▸ Exercise details: If a line in the data contains "CategoryInfo", copy it out.

▸ Data excerpts:

════════════════

//! Tool registry for the vendor catalog.
//!
//! This module provides the `ToolRegistry` struct which aggregates tool
//! definitions from many independent vendor modules into one namespace. Tools
//! are grouped by the category derived from their name prefix, and every
//! category carries derived metadata (tool count, subcategories) that is
//! recomputed after each bulk registration.

mod category;
mod search;

pub use category::{
    capitalize, synthesize_metadata, CategoryCatalog, CategoryMetadata, CategoryMetadataSource,
    CategoryRejection,
};

use crate::{
    logging,
    types::{is_valid_tool_name, CategoryInfo, SearchHit, ToolSchema, ToolSummary},
};
use search::IndexedFields;
use serde::Serialize;
use std::collections::{BTreeSet, HashMap};

/// A registered tool plus its precomputed search text.
#[derive(Debug, Clone)]
struct ToolEntry {
    schema: ToolSchema,
    fields: IndexedFields,
}

/// Tools of one category, remembering registration order.
#[derive(Debug, Clone, Default)]
struct CategoryTools {
    order: Vec<String>,
    entries: HashMap<String, ToolEntry>,
}

impl CategoryTools {
    fn insert(&mut self, entry: ToolEntry) {
        let name = entry.schema.name.clone();
        if self.entries.insert(name.clone(), entry).is_none() {
            self.order.push(name);
        }
    }

    fn len(&self) -> usize {
        self.entries.len()
    }

    fn iter(&self) -> impl Iterator<Item = &ToolEntry> {
        self.order.iter().filter_map(|name| self.entries.get(name))
    }
}

/// Outcome of a bulk registration.
#[derive(Debug, Clone, Default, PartialEq, Eq, Serialize)]
pub struct RegistrationSummary {
    pub registered: usize,
    /// Names that yielded no valid category
    pub skipped: Vec<String>,
}

/// The central catalog: category → tool name → schema, plus category metadata.
///
/// A registry is an ordinary value. Build one at startup, fill it with
/// [`bulk_register_tools`](Self::bulk_register_tools) and hand it to the
/// [`Broker`](crate::broker::Broker).
#[derive(Debug, Clone)]
pub struct ToolRegistry {
    catalog: CategoryCatalog,
    tools: HashMap<String, CategoryTools>,
    categories: HashMap<String, CategoryInfo>,
}

impl Default for ToolRegistry {
    fn default() -> Self {
        Self::new()
    }
}

impl ToolRegistry {
    /// Create an empty registry using the built-in category metadata.
    pub fn new() -> Self {
        Self::with_catalog(CategoryCatalog::builtin())
    }

    pub fn with_catalog(catalog: CategoryCatalog) -> Self {
        Self {
            catalog,
            tools: HashMap::new(),
            categories: HashMap::new(),
        }
    }

    pub fn catalog(&self) -> &CategoryCatalog {
        &self.catalog
    }

    /// Make sure `name` has a `CategoryInfo`. Existing categories are left untouched.
    pub fn ensure_category(&mut self, name: &str) {
        if self.categories.contains_key(name) {
            return;
        }

        let source = self.catalog.metadata_for(name);
        if source.is_synthesized() {
            logging::log_category_synthesized(name);
        }
        let metadata = source.into_metadata();

        self.categories.insert(
            name.to_string(),
            CategoryInfo {
                name: name.to_string(),
                display_name: metadata.display_name,
                description: metadata.description,
                tool_count: 0,
                enabled: true,
                subcategories: Vec::new(),
            },
        );
        self.tools.entry(name.to_string()).or_default();
    }

    /// Insert or overwrite `tool` under `category` and refresh that category's
    /// derived fields. Name format is not checked here.
    pub fn register_tool(&mut self, category: &str, tool: ToolSchema) {
        self.ensure_category(category);
        self.insert_tool(category, tool);
        self.refresh_category(category);
    }

    fn insert_tool(&mut self, category: &str, tool: ToolSchema) {
        let fields = IndexedFields::build(&tool.name, &tool.description, &tool.input_schema, category);
        self.tools
            .entry(category.to_string())
            .or_default()
            .insert(ToolEntry { schema: tool, fields });
    }

    /// Category of `tool_name`, or `None` (with a warning for malformed prefixes).
    pub fn extract_category(&self, tool_name: &str) -> Option<String> {
        match self.catalog.derive_category(tool_name) {
            Ok(category) => Some(category),
            Err(CategoryRejection::NoUnderscore) => None,
            Err(CategoryRejection::InvalidCharacters(candidate)) => {
                logging::log_invalid_category(tool_name, &candidate);
                None
            }
        }
    }

    pub fn extract_subcategory(&self, tool_name: &str) -> Option<String> {
        self.catalog.derive_subcategory(tool_name)
    }

    /// Register a batch of tools, skipping (and logging) any whose name yields
    /// no category. Derived counts and subcategory lists are recomputed once
    /// every tool has been inserted.
    pub fn bulk_register_tools<I>(&mut self, tools: I) -> RegistrationSummary
    where
        I: IntoIterator<Item = ToolSchema>,
    {
        let mut summary = RegistrationSummary::default();

        for mut tool in tools {
            let Some(category) = self.extract_category(&tool.name) else {
                logging::log_tool_skipped(&tool.name);
                summary.skipped.push(tool.name);
                continue;
            };

            if !is_valid_tool_name(&tool.name) {
                logging::log_noncanonical_tool_name(&tool.name);
            }

            self.ensure_category(&category);

            if tool.subcategory.is_none() && self.catalog.supports_subcategories(&category) {
                tool.subcategory = self.extract_subcategory(&tool.name);
            }

            self.insert_tool(&category, tool);
            summary.registered += 1;
        }

        self.recompute_tool_counts();
        self.recompute_subcategories();

        logging::log_registration_complete(
            summary.registered,
            summary.skipped.len(),
            self.categories.len(),
        );
        summary
    }

    fn recompute_tool_counts(&mut self) {
        for (name, info) in self.categories.iter_mut() {
            info.tool_count = self.tools.get(name).map(CategoryTools::len).unwrap_or(0);
        }
    }

    fn recompute_subcategories(&mut self) {
        for (name, info) in self.categories.iter_mut() {
            info.subcategories = collect_subcategories(self.tools.get(name));
        }
    }

    fn refresh_category(&mut self, category: &str) {
        let tools = self.tools.get(category);
        if let Some(info) = self.categories.get_mut(category) {
            info.tool_count = tools.map(CategoryTools::len).unwrap_or(0);
            info.subcategories = collect_subcategories(tools);
        }
    }

    pub fn has_category(&self, name: &str) -> bool {
        self.categories.contains_key(name)
    }

    pub fn category(&self, name: &str) -> Option<&CategoryInfo> {
        self.categories.get(name)
    }

    /// All categories, sorted by name.
    pub fn categories(&self) -> Vec<CategoryInfo> {
        let mut categories: Vec<CategoryInfo> = self.categories.values().cloned().collect();
        categories.sort_by(|a, b| a.name.cmp(&b.name));
        categories
    }

    /// Sorted category names.
    pub fn category_names(&self) -> Vec<String> {
        let mut names: Vec<String> = self.categories.keys().cloned().collect();
        names.sort();
        names
    }

    /// Name/description projections in registration order; empty for unknown categories.
    pub fn list_tools_in_category(&self, category: &str) -> Vec<ToolSummary> {
        self.tools
            .get(category)
            .map(|tools| tools.iter().map(|e| e.schema.summary()).collect())
            .unwrap_or_default()
    }

    pub fn list_tools_in_subcategory(&self, category: &str, subcategory: &str) -> Vec<ToolSummary> {
        self.tools
            .get(category)
            .map(|tools| {
                tools
                    .iter()
                    .filter(|e| e.schema.subcategory.as_deref() == Some(subcategory))
                    .map(|e| e.schema.summary())
                    .collect()
            })
            .unwrap_or_default()
    }

    pub fn get_tool_schema(&self, category: &str, name: &str) -> Option<&ToolSchema> {
        self.tools
            .get(category)?
            .entries
            .get(name)
            .map(|e| &e.schema)
    }

    /// Every registered tool with its category, in no particular order.
    pub fn all_tools(&self) -> impl Iterator<Item = (&str, &ToolSchema)> {
        self.tools
            .iter()
            .flat_map(|(category, tools)| tools.iter().map(move |e| (category.as_str(), &e.schema)))
    }

    /// Rank every tool against `query` and return the best `limit` hits.
    pub fn search_tools(&self, query: &str, limit: usize) -> Vec<SearchHit> {
        let terms = search::query_terms(query);
        if terms.is_empty() || limit == 0 {
            return Vec::new();
        }

        let terms = terms.as_slice();
        let mut hits: Vec<SearchHit> = self
            .tools
            .iter()
            .flat_map(|(category, tools)| {
                tools.iter().filter_map(move |entry| {
                    let (score, matched_fields) = entry.fields.score(terms);
                    (score > 0).then(|| SearchHit {
                        category: category.clone(),
                        score,
                        matched_fields,
                        tool: entry.schema.clone(),
                    })
                })
            })
            .collect();

        hits.sort_by(search::compare_hits);
        hits.truncate(limit);
        hits
    }

    pub fn get_total_tool_count(&self) -> usize {
        self.tools.values().map(CategoryTools::len).sum()
    }
}

fn collect_subcategories(tools: Option<&CategoryTools>) -> Vec<String> {
    let Some(tools) = tools else {
        return Vec::new();
    };
    tools
        .iter()
        .filter_map(|e| e.schema.subcategory.clone())
        .collect::<BTreeSet<_>>()
        .into_iter()
        .collect()
}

════════════════

▸ Task answer:
    types::{is_valid_tool_name, CategoryInfo, SearchHit, ToolSchema, ToolSummary},
    categories: HashMap<String, CategoryInfo>,
    /// Make sure `name` has a `CategoryInfo`. Existing categories are left untouched.
            CategoryInfo {
    pub fn category(&self, name: &str) -> Option<&CategoryInfo> {
    pub fn categories(&self) -> Vec<CategoryInfo> {
        let mut categories: Vec<CategoryInfo> = self.categories.values().cloned().collect();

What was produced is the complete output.